Multi-layer Neural Networks (Deep Learning Notes C1W4)

These are some notes for the Coursera Course on Neural Networks and Deep Learning, which is a part of the Deep Learning Specialization. This post is a summary of the course contents that I learned from Week 4.

These notes are far from original. All credits go to the course instructor Andrew Ng and his team.
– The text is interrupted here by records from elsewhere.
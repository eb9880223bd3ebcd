//! Context-scoped structured logging.
//!
//! Fields are attached to a request-scoped [`Context`] once and merged into
//! every record emitted with that context, so loggers do not have to be
//! threaded through call chains just to carry fields.
//!
//! ```
//! use ctxlog::{context, Context};
//!
//! let ctx = context::with_field(&Context::background(), "request_id", "r-42");
//! ctxlog::info_c(&ctx, "request accepted");
//! ctxlog::with_field("attempt", 2).warn_c(&ctx, "retrying");
//! ```
//!
//! # Architecture Overview
//!
//! ```text
//!   caller ── with_field(ctx, ..) ──▶ context  (copy-on-write field store)
//!     │
//!     └── info_c(ctx, ..) / Logger::info_c ──▶ logger  (ctx ⊕ handle fields)
//!                                                │
//!                                                ▼
//!                                             backend  (logfmt | tracing)
//! ```

pub mod backend;
pub mod config;
pub mod context;
pub mod fields;
pub mod logger;

pub use backend::{set_default_backend, Backend};
pub use context::Context;
pub use fields::{FieldValue, Fields, ERROR_KEY};
pub use logger::ambient::*;
pub use logger::{Level, Logger};
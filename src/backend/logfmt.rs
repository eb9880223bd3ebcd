//! Reference logfmt backend.
//!
//! Renders one line per record:
//!
//! ```text
//! [time="<rfc3339>"] level=<level> msg=<message> <k1>=<v1> <k2>=<v2> ...
//! ```
//!
//! Fields are written in key order. User fields named `time`, `level` or
//! `msg` are renamed `fields.time`, `fields.level` and `fields.msg` so they
//! cannot be mistaken for the record's own keys. A value is quoted when it
//! contains any character outside `[A-Za-z0-9-._/@^+]`.

use std::borrow::Cow;
use std::collections::BTreeMap;
use std::fmt;
use std::fs::OpenOptions;
use std::io::{self, Write};
use std::path::Path;
use std::sync::Mutex;

use chrono::{Local, SecondsFormat};

use crate::backend::Backend;
use crate::fields::{FieldValue, Fields};
use crate::logger::Level;

/// Backend writing logfmt lines to a `Write` sink.
pub struct LogfmtBackend {
    out: Mutex<Box<dyn Write + Send>>,
    min_level: Level,
    timestamp: bool,
}

impl LogfmtBackend {
    /// Write to `out`, at `info` level, without timestamps.
    pub fn new(out: impl Write + Send + 'static) -> Self {
        Self {
            out: Mutex::new(Box::new(out)),
            min_level: Level::Info,
            timestamp: false,
        }
    }

    pub fn stderr() -> Self {
        Self::new(io::stderr())
    }

    pub fn stdout() -> Self {
        Self::new(io::stdout())
    }

    /// Append to the file at `path`, creating it if needed.
    pub fn file(path: &Path) -> io::Result<Self> {
        let file = OpenOptions::new().create(true).append(true).open(path)?;
        Ok(Self::new(file))
    }

    /// Drop records below `level`. Fatal records are always written.
    pub fn with_level(mut self, level: Level) -> Self {
        self.min_level = level;
        self
    }

    /// Prefix records with a `time` key.
    pub fn with_timestamp(mut self, enabled: bool) -> Self {
        self.timestamp = enabled;
        self
    }

    pub fn min_level(&self) -> Level {
        self.min_level
    }

    fn render(&self, level: Level, message: fmt::Arguments<'_>, fields: &Fields) -> String {
        let mut line = String::with_capacity(64);
        if self.timestamp {
            let now = Local::now().to_rfc3339_opts(SecondsFormat::Secs, true);
            push_pair(&mut line, "time", &now);
        }
        push_pair(&mut line, "level", level.as_str());
        push_pair(&mut line, "msg", &message.to_string());
        push_fields(&mut line, fields);
        line.push('\n');
        line
    }
}

impl Backend for LogfmtBackend {
    fn emit(&self, level: Level, message: fmt::Arguments<'_>, fields: &Fields) {
        if !self.enabled(level) {
            return;
        }
        let line = self.render(level, message, fields);

        let mut out = self.out.lock().unwrap_or_else(|poisoned| poisoned.into_inner());
        if let Err(e) = out.write_all(line.as_bytes()) {
            eprintln!("Failed to write to log, {}", e);
        }
    }

    fn enabled(&self, level: Level) -> bool {
        level == Level::Fatal || level >= self.min_level
    }

    fn flush(&self) {
        let mut out = self.out.lock().unwrap_or_else(|poisoned| poisoned.into_inner());
        let _ = out.flush();
    }
}

/// Render fields as space-separated `k=v` pairs in key order.
pub fn render_fields(fields: &Fields) -> String {
    let mut out = String::new();
    push_fields(&mut out, fields);
    out
}

fn is_reserved(key: &str) -> bool {
    matches!(key, "time" | "level" | "msg")
}

fn push_fields(out: &mut String, fields: &Fields) {
    let mut renamed: BTreeMap<Cow<'_, str>, &FieldValue> = BTreeMap::new();
    for (key, value) in fields.iter() {
        if !is_reserved(key) {
            renamed.insert(Cow::Borrowed(key), value);
        }
    }
    // a clashing key overwrites an explicit `fields.<key>`
    for (key, value) in fields.iter() {
        if is_reserved(key) {
            renamed.insert(Cow::Owned(format!("fields.{}", key)), value);
        }
    }

    for (key, value) in renamed {
        push_pair(out, &key, &value_text(value));
    }
}

fn push_pair(out: &mut String, key: &str, value: &str) {
    if !out.is_empty() {
        out.push(' ');
    }
    out.push_str(key);
    out.push('=');
    if needs_quoting(value) {
        // serde_json escaping of a plain string cannot fail
        let quoted = serde_json::to_string(value).unwrap_or_default();
        out.push_str(&quoted);
    } else {
        out.push_str(value);
    }
}

fn value_text(value: &FieldValue) -> String {
    match value {
        FieldValue::String(s) => s.clone(),
        FieldValue::Null => "<nil>".to_string(),
        other => other.to_string(),
    }
}

fn needs_quoting(text: &str) -> bool {
    text.chars().any(|c| {
        !(c.is_ascii_alphanumeric() || matches!(c, '-' | '.' | '_' | '/' | '@' | '^' | '+'))
    })
}
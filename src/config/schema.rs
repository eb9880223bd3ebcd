//! Configuration schema definitions.
//!
//! All types derive Serde traits for deserialization from TOML files.

use serde::{Deserialize, Serialize};

use crate::logger::Level;

/// Root logging configuration.
#[derive(Debug, Clone, PartialEq, Deserialize, Serialize)]
#[serde(default)]
pub struct LoggingConfig {
    /// Minimum level written by the logfmt backend. Fatal is always written.
    pub level: Level,

    /// Which backend renders records.
    pub format: LogFormat,

    /// Where logfmt records go.
    pub output: OutputTarget,

    /// Log file path, required when `output = "file"`.
    pub file_path: Option<String>,

    /// Prefix logfmt records with an RFC 3339 `time` key.
    pub timestamp: bool,

    /// `EnvFilter` directive used when `format = "tracing"`.
    /// `RUST_LOG` takes precedence.
    pub tracing_filter: String,
}

impl Default for LoggingConfig {
    fn default() -> Self {
        Self {
            level: Level::Info,
            format: LogFormat::Logfmt,
            output: OutputTarget::Stderr,
            file_path: None,
            timestamp: false,
            tracing_filter: "info".to_string(),
        }
    }
}

/// Backend selection.
#[derive(Debug, Clone, Copy, PartialEq, Eq, Default, Deserialize, Serialize)]
#[serde(rename_all = "lowercase")]
pub enum LogFormat {
    /// `level=info msg=... k=v` lines.
    #[default]
    Logfmt,
    /// Forward to the `tracing` ecosystem.
    Tracing,
}

/// Output destination for the logfmt backend.
#[derive(Debug, Clone, Copy, PartialEq, Eq, Default, Deserialize, Serialize)]
#[serde(rename_all = "lowercase")]
pub enum OutputTarget {
    #[default]
    Stderr,
    Stdout,
    File,
}

impl std::str::FromStr for OutputTarget {
    type Err = String;

    fn from_str(s: &str) -> Result<Self, Self::Err> {
        match s.trim().to_ascii_lowercase().as_str() {
            "stderr" => Ok(OutputTarget::Stderr),
            "stdout" => Ok(OutputTarget::Stdout),
            "file" => Ok(OutputTarget::File),
            other => Err(format!("unknown output target: {:?}", other)),
        }
    }
}
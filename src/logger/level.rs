//! Severity levels.

use std::fmt;
use std::str::FromStr;

use serde::{Deserialize, Serialize};
use thiserror::Error;

/// Record severity, in increasing urgency.
///
/// `Fatal` terminates the process after the record is emitted.
#[derive(Debug, Clone, Copy, PartialEq, Eq, PartialOrd, Ord, Hash, Deserialize, Serialize)]
#[serde(rename_all = "lowercase")]
pub enum Level {
    Debug,
    Info,
    #[serde(alias = "warning")]
    Warn,
    Error,
    Fatal,
}

impl Level {
    /// All levels from least to most urgent.
    pub const ALL: [Level; 5] = [Level::Debug, Level::Info, Level::Warn, Level::Error, Level::Fatal];

    /// Name used in rendered records.
    pub fn as_str(&self) -> &'static str {
        match self {
            Level::Debug => "debug",
            Level::Info => "info",
            Level::Warn => "warning",
            Level::Error => "error",
            Level::Fatal => "fatal",
        }
    }
}

impl fmt::Display for Level {
    fn fmt(&self, f: &mut fmt::Formatter<'_>) -> fmt::Result {
        f.write_str(self.as_str())
    }
}

/// Returned when a string names no known level.
#[derive(Debug, Clone, PartialEq, Eq, Error)]
#[error("unknown log level: {0:?}")]
pub struct ParseLevelError(pub String);

impl FromStr for Level {
    type Err = ParseLevelError;

    fn from_str(s: &str) -> Result<Self, Self::Err> {
        match s.trim().to_ascii_lowercase().as_str() {
            "debug" => Ok(Level::Debug),
            "info" => Ok(Level::Info),
            "warn" | "warning" => Ok(Level::Warn),
            "error" => Ok(Level::Error),
            "fatal" => Ok(Level::Fatal),
            _ => Err(ParseLevelError(s.to_string())),
        }
    }
}
//! Free functions on the default backend.
//!
//! Plain forms (`info`) attach no fields. Context forms (`info_c`) attach the
//! fields carried by the context. `with_*` start a handle for chaining.

use std::error::Error;
use std::fmt;

use crate::context::Context;
use crate::fields::{FieldValue, Fields};
use crate::logger::Logger;

pub fn with_field(key: impl Into<String>, value: impl Into<FieldValue>) -> Logger {
    Logger::root().with_field(key, value)
}

pub fn with_fields(fields: &Fields) -> Logger {
    Logger::root().with_fields(fields)
}

pub fn with_error<E: Error + ?Sized>(err: &E) -> Logger {
    Logger::root().with_error(err)
}

/// A handle seeded with the fields carried by `ctx`.
pub fn from_context(ctx: &Context) -> Logger {
    Logger::from_context(ctx)
}

macro_rules! ambient_functions {
    ($plain:ident, $formatted:ident, $plain_c:ident, $formatted_c:ident) => {
        pub fn $plain(msg: impl fmt::Display) {
            Logger::root().$plain(msg)
        }

        pub fn $formatted(args: fmt::Arguments<'_>) {
            Logger::root().$formatted(args)
        }

        pub fn $plain_c(ctx: &Context, msg: impl fmt::Display) {
            Logger::root().$plain_c(ctx, msg)
        }

        pub fn $formatted_c(ctx: &Context, args: fmt::Arguments<'_>) {
            Logger::root().$formatted_c(ctx, args)
        }
    };
}

ambient_functions!(debug, debugf, debug_c, debugf_c);
ambient_functions!(info, infof, info_c, infof_c);
ambient_functions!(warn, warnf, warn_c, warnf_c);
ambient_functions!(error, errorf, error_c, errorf_c);

/// Emit `msg` at fatal level through the default backend, then exit with
/// status 1.
pub fn fatal(msg: impl fmt::Display) -> ! {
    Logger::root().fatal(msg)
}

pub fn fatalf(args: fmt::Arguments<'_>) -> ! {
    Logger::root().fatalf(args)
}

pub fn fatal_c(ctx: &Context, msg: impl fmt::Display) -> ! {
    Logger::root().fatal_c(ctx, msg)
}

pub fn fatalf_c(ctx: &Context, args: fmt::Arguments<'_>) -> ! {
    Logger::root().fatalf_c(ctx, args)
}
deep \(L\)-layer neural network

notations

\(n^{[l]}\): number of neurons in layer \(l\)
\(a^{[l]} = g^{[l]}(z^{[l]})\): activations in layer \(l\)
\(W^{[l]}, b^{[l]}\): weights and biases for \(z^{[l]}\)
\(l=0\): \(a^{[0]} = X\) (input).
\(l=L\): \(a^{[L]} = \hat{y}\) (predicted output).

forward propagation

at each layer \(l\) (\(l=1,2,\cdots,L\)), we want to compute an output \(a^{[l]}\) from an input \(a^{[l-1]}\):

\[\begin{align*} z^{[l]} & = W^{[l]} a^{[l-1]} + b^{[l]} \\ a^{[l]} & = g^{[l]}(z^{[l]}) \end{align*}\]

more explicitly, this is:

\[\begin{align*} \begin{bmatrix} z_1^{[l]} \\ z_2^{[l]} \\ \vdots \\ z_{n^{[l]}}^{[l]} \end{bmatrix} & = \begin{bmatrix} \cdots & w_1^{[l]} & \cdots \\ \cdots & w_2^{[l]} & \cdots \\ & \vdots & \\ \cdots & w_{n^{[l]}}^{[l]} & \cdots\end{bmatrix} \begin{bmatrix} a_1^{[l-1]} \\ a_2^{[l-1]} \\ \vdots \\ a_{n^{[l-1]}}^{[l-1]} \end{bmatrix} + \begin{bmatrix} b_1^{[l]} \\ b_2^{[l]} \\ \vdots \\ b_{n^{[l]}}^{[l]} \end{bmatrix} \\ \begin{bmatrix} a_1^{[l]} \\ a_2^{[l]} \\ \vdots \\ a_{n^{[l]}}^{[l]} \end{bmatrix} & = \begin{bmatrix} g^{[l]}(z_1^{[l]}) \\ g^{[l]}(z_2^{[l]}) \\ \vdots \\ g^{[l]}(z_{n^{[l]}}^{[l]})\end{bmatrix} \end{align*}\]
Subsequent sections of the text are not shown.